On New Year’s Day, Congress approved legislation to address the year-end tax hikes and spending cuts ominously dubbed the “fiscal cliff.” The agreement will stabilize tax rates that had been uncertain until now. It also delayed for two months the sequester deal agreed to in 2011 that imposes cuts of $55 billion to defense spending and $55 billion to non-defense spending. Those automatic cuts are now set to take effect March 1, the same time the nation’s debt ceiling will need to be raised to avoid default.

Stay tuned for another high-stakes showdown in the coming weeks, as Congress debates the need for raising the debt ceiling, cutting spending and reforming entitlements. In the meantime, here are some key elements of the American Tax Relief Act of 2012 that may impact your income and your investments in 2013:

Income taxes. All working Americans will see increased FICA withholding from their paychecks in 2013. The employee portion of the Social Security contributions will go up 2% (returning to pre-2011 levels) to 6.2%, with expiration of the payroll tax holiday.

Income-tax rates for individuals earning more than $400,000 and couples earning more than $450,000 will also increase to 39.6%. Income tax rates for those earning less than these levels will remain the same.
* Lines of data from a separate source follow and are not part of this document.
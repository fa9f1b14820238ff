//! Live device backing.
//!
//! A path is treated as a device when it is a block or character device node exposing
//! 2048-byte sectors, or when it is a raw CD image (BIN) whose sectors are 2352 bytes long.
//! Driver detection happens once, when the device is opened.

use getset::Getters;
use log::{debug, trace};
use std::fmt;
use std::fs::{self, File};
use std::io::{Read, Seek, SeekFrom};
use std::path::{Path, PathBuf};

use super::medium_error::MediumError;
use crate::constants::{
    ISO_IDENTIFIER, MODE1_DATA_OFFSET, MODE2_FORM1_DATA_OFFSET, PVD_SECTOR, RAW_SECTOR_SIZE,
    RAW_SYNC_PATTERN, SECTOR_SIZE,
};
use crate::traits::BlockReader;
use crate::utils;

/// The driver detected for a device.
#[derive(Debug, Clone, Copy, PartialEq, Eq)]
pub enum DeviceDriver {
    /// A device node addressed in 2048-byte sectors.
    BlockDevice,
    /// A raw CD image; user data starts `data_offset` bytes into every 2352-byte sector.
    RawImage { data_offset: usize },
}

impl fmt::Display for DeviceDriver {
    fn fmt(&self, f: &mut fmt::Formatter<'_>) -> fmt::Result {
        match self {
            DeviceDriver::BlockDevice => write!(f, "block device"),
            DeviceDriver::RawImage {
                data_offset: MODE1_DATA_OFFSET,
            } => write!(f, "raw BIN (Mode 1/2352)"),
            DeviceDriver::RawImage { .. } => write!(f, "raw BIN (Mode 2 Form 1/2352)"),
        }
    }
}

/// A medium opened through device-driver auto-detection.
#[derive(Debug, Getters)]
pub struct DeviceReader {
    file: File,
    /// The path the device was opened from.
    #[get = "pub"]
    path: PathBuf,
    /// The detected driver.
    #[get = "pub"]
    driver: DeviceDriver,
}

impl DeviceReader {
    /// Opens `path` as a device, detecting the matching driver.
    ///
    /// # Errors
    /// - `MediumError::Io` if the path cannot be opened
    /// - `MediumError::NotADevice` if no driver recognises the medium
    pub fn open(path: &Path) -> Result<Self, MediumError> {
        let mut file = File::open(path)?;
        let metadata = fs::metadata(path)?;

        let driver = if is_device_node(&metadata) {
            DeviceDriver::BlockDevice
        } else {
            detect_raw_image(&mut file).ok_or_else(|| MediumError::NotADevice(path.to_path_buf()))?
        };
        debug!("{} opened with driver {driver}", path.display());

        Ok(DeviceReader {
            file,
            path: path.to_path_buf(),
            driver,
        })
    }
}

impl BlockReader for DeviceReader {
    fn read_sectors(&mut self, lsn: u32, count: u32) -> Result<Vec<u8>, MediumError> {
        trace!("device read of {count} sector(s) at LSN {lsn}");
        match self.driver {
            DeviceDriver::BlockDevice => Ok(utils::read_sectors(
                &mut self.file,
                lsn.into(),
                count as usize,
                SECTOR_SIZE,
            )?),
            DeviceDriver::RawImage { data_offset } => {
                let mut buf = Vec::with_capacity(count as usize * SECTOR_SIZE);
                let mut sector = vec![0; SECTOR_SIZE];
                for i in 0..u64::from(count) {
                    let offset = (u64::from(lsn) + i) * RAW_SECTOR_SIZE as u64 + data_offset as u64;
                    self.file.seek(SeekFrom::Start(offset))?;
                    self.file.read_exact(&mut sector)?;
                    buf.extend_from_slice(&sector);
                }
                Ok(buf)
            }
        }
    }

    /// Reads the whole sectors covered by `size`, then completes a partial tail from a
    /// second single-sector read.
    ///
    /// The tail read is anchored at `lsn` itself, not at the sector following the whole
    /// ones, so for sizes above one sector the tail bytes repeat the start of the extent.
    fn read_block(&mut self, lsn: u32, size: u32) -> Result<Vec<u8>, MediumError> {
        let whole = size / SECTOR_SIZE as u32;
        let remainder = (size % SECTOR_SIZE as u32) as usize;

        let mut buf = self.read_sectors(lsn, whole)?;
        if remainder > 0 {
            let extra = self.read_sectors(lsn, 1)?;
            buf.extend_from_slice(&extra[..remainder]);
        }

        Ok(buf)
    }
}

#[cfg(unix)]
fn is_device_node(metadata: &fs::Metadata) -> bool {
    use std::os::unix::fs::FileTypeExt;

    let file_type = metadata.file_type();
    file_type.is_block_device() || file_type.is_char_device()
}

#[cfg(not(unix))]
fn is_device_node(_metadata: &fs::Metadata) -> bool {
    false
}

/// Looks for a raw 2352-byte sector holding a volume descriptor at sector 16.
///
/// Returns the driver to use, or `None` if the medium is not a raw CD image.
fn detect_raw_image<T: Read + Seek>(reader: &mut T) -> Option<DeviceDriver> {
    let mut header = [0u8; MODE2_FORM1_DATA_OFFSET + 6];
    let offset = u64::from(PVD_SECTOR) * RAW_SECTOR_SIZE as u64;
    let read = utils::read_up_to(reader, offset, &mut header).ok()?;
    if read < header.len() || header[..12] != RAW_SYNC_PATTERN {
        return None;
    }

    let data_offset = match header[15] {
        1 => MODE1_DATA_OFFSET,
        2 => MODE2_FORM1_DATA_OFFSET,
        _ => return None,
    };

    if header[data_offset + 1..data_offset + 6] != ISO_IDENTIFIER {
        return None;
    }

    Some(DeviceDriver::RawImage { data_offset })
}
Capital gains and dividends taxes. Taxes on capital gains and dividends will be held at their current levels of 0% for those at or below the 15% marginal tax bracket (an estimated $36,250 individual / $72,500 joint)  and 15% for individuals making less than $400,000 and households with income of less than $450,000. Taxes will increase to 20 percent for those with income above these levels.

Estate and gift taxes. The estate tax will rise to 40% from its current 35% level, with the first $5 million in assets exempted. The deal also raises the gift tax to 40%.

Exemptions and deductions. The new act phases out personal exemptions and limits itemized deductions for adjusted gross income over $250,000 (individual) and $300,000 (joint). The phase-out is a 3% reduction for each dollar over the limit (not to exceed 80%) with a net effect being another 3% of your income at marginal tax rate for those affected.

Retirement accounts. The new law permits 401(k) plan participants to convert their plan to a Roth plan, under which contributions are taxed going in and withdrawals are tax-free. The result is a short-term revenue boost now and more tax-free savings accounts.

It also extends for 2012 and 2013 the tax provision for IRA charitable rollovers that expired in 2011; this allows individuals over the age of 70½ to rollover up to $100,000 from an IRA directly to a charity.

Muni bonds. Income earned from municipal bonds will remain tax-exempt.

Alternative Minimum Tax fix. As part of the fiscal deal, the Alternative Minimum Tax (AMT) will be permanently indexed to inflation.